Over the next few days, I was harassed by automated emails, encouraging me to continue the creation of my new blog, and each time another one came through, I tried to think what on earth I wanted to write about. Again, my mind kept drifting back to my only previous semi-successful attempt at keeping a blog, trying to remember what I used to post. I recalled a painfully ill-informed collection of posts about cyberpunk - these days, one Sprawl Trilogy and a Matrix later, I cringe at the thought of considering myself some kind of aficionado on the matter, when I now realise I've still not amounted to more than a mere novice. The only other thing I could remember were music reviews. I didn't remember the actual albums I'd appraised, but I remembered the system I used to do so - tracks were rated in order of preference, and colour-coded for easy categorisation.

Having been a longtime dweller on 'what my all-time favourite album is', I started to think about how this colour-coding could actually be implemented practically. If the colours represented preference, perhaps I could assign each colour a value, therefore giving each album a total score which could be averaged and used for comparison, in turn quantifying the qualitative data I was collecting. Furthermore, a recent foray (recent as in about the same amount of time I've been a novel reader, since around 2017) into Japanese pop music of the 80s, retroactively umbrella'd under the term 'City Pop', has had me itching to speak about the subject for quite some time. But my struggle to mentally integrate this genre into the eclectic sea of 'other music' I'm interested in has prevented me from doing so thus far. But a blog with a systematic tiering solution would be ideal for comparing all the music together. It just needed, as Wordpress kept reminding me, a name. I settled on 'The Sound System'.

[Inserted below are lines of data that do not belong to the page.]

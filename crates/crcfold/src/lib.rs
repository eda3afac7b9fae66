//! CRC-32/IEEE with carry-less multiply folding.
//!
//! Four 128-bit lanes advance 64 bytes per iteration with PCLMULQDQ (x86_64)
//! or PMULL (aarch64), then collapse to 32 bits with a Barrett reduction.
//! Every other host runs a slice-by-8 table kernel. All kernels produce the
//! same value for every input.
//!
//! # Kernels
//!
//! | Kernel | Requires | Notes |
//! |--------|----------|-------|
//! | `x86_64/avx512` | PCLMULQDQ, SSSE3, SSE4.1, AVX-512F/VL | `vpternlogd` fused XOR |
//! | `x86_64/pclmul` | PCLMULQDQ, SSSE3, SSE4.1 | |
//! | `aarch64/pmull-eor3` | NEON, AES, SHA3 | `eor3` fused XOR |
//! | `aarch64/pmull` | NEON, AES | |
//! | `soft/fold` | none | folding engine on `u128` lanes |
//! | `portable/slice8` | none | default fallback |
//!
//! # Example
//!
//! ```rust
//! use crcfold::{Checksum, Crc32, Crc32Kernel, compute_crc32, register_accelerated};
//!
//! // Raw register: no init, no xorout.
//! assert_eq!(compute_crc32(b"123456789", !0) ^ !0, 0xCBF4_3926);
//!
//! // Standard init/xorout.
//! assert_eq!(Crc32::checksum(b"123456789"), 0xCBF4_3926);
//!
//! // Explicit strategy, upgraded when the CPU allows it.
//! let mut kernel = Crc32Kernel::portable();
//! register_accelerated(&mut kernel, platform::caps());
//! assert_eq!(kernel.compute(!0, b"123456789") ^ !0, 0xCBF4_3926);
//! ```
//!
//! # Features
//!
//! - `std` (default): runtime CPU detection, cached selection, environment overrides
//! - `alloc`: [`kernel_test`], running every available kernel side by side
//! - `tracing`: `debug!` events for kernel selection and registration
//!
//! # no_std Support
//!
//! Without `std` only compile-time target features are visible:
//!
//! ```toml
//! [dependencies]
//! crcfold = { version = "0.1", default-features = false }
//! ```

#![cfg_attr(not(test), deny(clippy::unwrap_used))]
#![cfg_attr(not(test), deny(clippy::expect_used))]
#![cfg_attr(not(test), deny(clippy::indexing_slicing))]
#![no_std]

#[cfg(any(test, feature = "alloc"))]
extern crate alloc;

#[cfg(feature = "std")]
extern crate std;

mod combine;
pub mod config;
pub mod constants;
mod crc32;
mod fold;
pub mod kernel;
mod portable;
mod proptests;
mod reference;

pub use combine::{combine_crc32, shift_zeros};
pub use config::{Crc32Config, Force, ParseForceError};
pub use crc32::{Crc32, compute_crc32, crc32_portable, crc32_reference};
pub use kernel::{Crc32Kernel, register_accelerated};
pub use traits::{Checksum, ChecksumCombine, ChecksumMismatch};
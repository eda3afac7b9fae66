//! Kernel dispatch primitives for crcfold.
//!
//! - **Selection**: an ordered list of [`Candidate`](dispatch::Candidate)s is
//!   matched against detected [`platform::Caps`]; the first fit wins.
//! - **Caching**: [`Crc32Dispatcher`](dispatch::Crc32Dispatcher) runs the
//!   selector once and serves the cached kernel afterwards.
//!
//! Algorithm crates decide *which* kernels exist; this crate only decides how
//! one is picked and remembered.
#![cfg_attr(not(test), deny(clippy::unwrap_used))]
#![cfg_attr(not(test), deny(clippy::expect_used))]
#![cfg_attr(not(test), deny(clippy::indexing_slicing))]
#![no_std]

#[cfg(feature = "std")]
extern crate std;

pub mod dispatch;

pub use dispatch::{Candidate, Crc32Dispatcher, Crc32Fn, Selected, select};
// Re-export platform types for convenience.
pub use platform;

Wordpress, I soon discovered, is an impractical and impenetrable Rubik's cube of a website. Several features are obscured behind mysterious paywalls, with very little indication to a layman of what unlocking them will actually facilitate. Demos make basic operations look simple, but illogical layouts, unexplained terminology and a maze-like 'structure' soon render any tutorials useless. Worst of all, googling the solutions to your rudimentary queries is utterly futile, as even the most recent of troubleshooting guides (labeled 2021) are outdated, and the screencaps used as an example do not even begin to correspond to the latest 'version' that you're desperately trying to navigate.

Frustration overcoming me, I gave up. If I couldn't simply individually colour items in a list, the whole idea would be snuffed. Then it hit me in the face - I could simply do this. I'd done it before! I googled 'Blogger' and found that not only did it still exist but that, presumably through the magic of Google accounts linking together, I was already logged in and ready to go! I had a quick skim - it was every bit as cringe-worthy as expected, but my flare and verbal prowess were both sharper than I'd recalled. If all this can be archived, I thought, I'll settle here. Fuck Wordpress.

And here we are. All previous posts 'redrafted' (not deleted, you never know when you'll need something from the archive) and the blog soon to be visually transformed with a slightly less ostentatious fascia. And renamed, of course, to match its repurposing. And so it's time for the Blog For A Future Generation to climb into the time capsule, to be forgotten by all civilisation and never unearthed again. Whether or not the reader of this new venture is of a future generation, I hope you'll join me on whatever this new musical journey turns out to be. Let's be honest though, it sounds like it'll probably be tediously formulaic.

Oh, and yes. Blogger is so much easier to use. Once again, fuck Wordpress.